Return every line below in which "PathBuf" appears.

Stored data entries
▼
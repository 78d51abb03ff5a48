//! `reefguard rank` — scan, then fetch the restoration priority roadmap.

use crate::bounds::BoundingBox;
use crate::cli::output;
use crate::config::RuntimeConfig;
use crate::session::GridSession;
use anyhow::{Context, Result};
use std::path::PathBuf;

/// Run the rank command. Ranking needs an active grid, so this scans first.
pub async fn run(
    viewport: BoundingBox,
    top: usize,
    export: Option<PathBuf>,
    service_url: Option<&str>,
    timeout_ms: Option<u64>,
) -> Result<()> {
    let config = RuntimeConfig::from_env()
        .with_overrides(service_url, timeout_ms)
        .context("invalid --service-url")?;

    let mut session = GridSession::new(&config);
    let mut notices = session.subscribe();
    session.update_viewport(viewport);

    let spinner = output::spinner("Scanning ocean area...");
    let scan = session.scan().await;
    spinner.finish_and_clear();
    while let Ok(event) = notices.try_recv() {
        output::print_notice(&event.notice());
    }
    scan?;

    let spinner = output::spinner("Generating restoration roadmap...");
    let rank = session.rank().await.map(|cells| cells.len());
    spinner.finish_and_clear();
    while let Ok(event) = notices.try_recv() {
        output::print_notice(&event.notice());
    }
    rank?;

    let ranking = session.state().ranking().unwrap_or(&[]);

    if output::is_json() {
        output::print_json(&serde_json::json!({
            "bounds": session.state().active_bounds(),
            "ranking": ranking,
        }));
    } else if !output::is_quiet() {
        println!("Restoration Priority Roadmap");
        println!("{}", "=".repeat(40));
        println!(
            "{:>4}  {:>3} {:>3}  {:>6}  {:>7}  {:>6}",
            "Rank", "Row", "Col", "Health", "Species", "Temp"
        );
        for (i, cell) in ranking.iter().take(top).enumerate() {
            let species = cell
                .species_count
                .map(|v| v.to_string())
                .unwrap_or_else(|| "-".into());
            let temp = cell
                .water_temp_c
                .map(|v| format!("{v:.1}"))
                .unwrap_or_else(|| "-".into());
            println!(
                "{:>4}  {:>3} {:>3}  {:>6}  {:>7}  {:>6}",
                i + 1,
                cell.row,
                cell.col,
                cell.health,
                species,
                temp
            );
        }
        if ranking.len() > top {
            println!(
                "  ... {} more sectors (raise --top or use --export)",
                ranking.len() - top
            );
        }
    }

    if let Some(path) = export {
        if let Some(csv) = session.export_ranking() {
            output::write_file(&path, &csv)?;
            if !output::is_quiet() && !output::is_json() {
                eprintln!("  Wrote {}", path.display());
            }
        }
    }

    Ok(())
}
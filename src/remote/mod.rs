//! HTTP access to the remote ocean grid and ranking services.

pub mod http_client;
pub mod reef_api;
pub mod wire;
▲
** Solution to this exercise **
use std::path::PathBuf;
    export: Option<PathBuf>,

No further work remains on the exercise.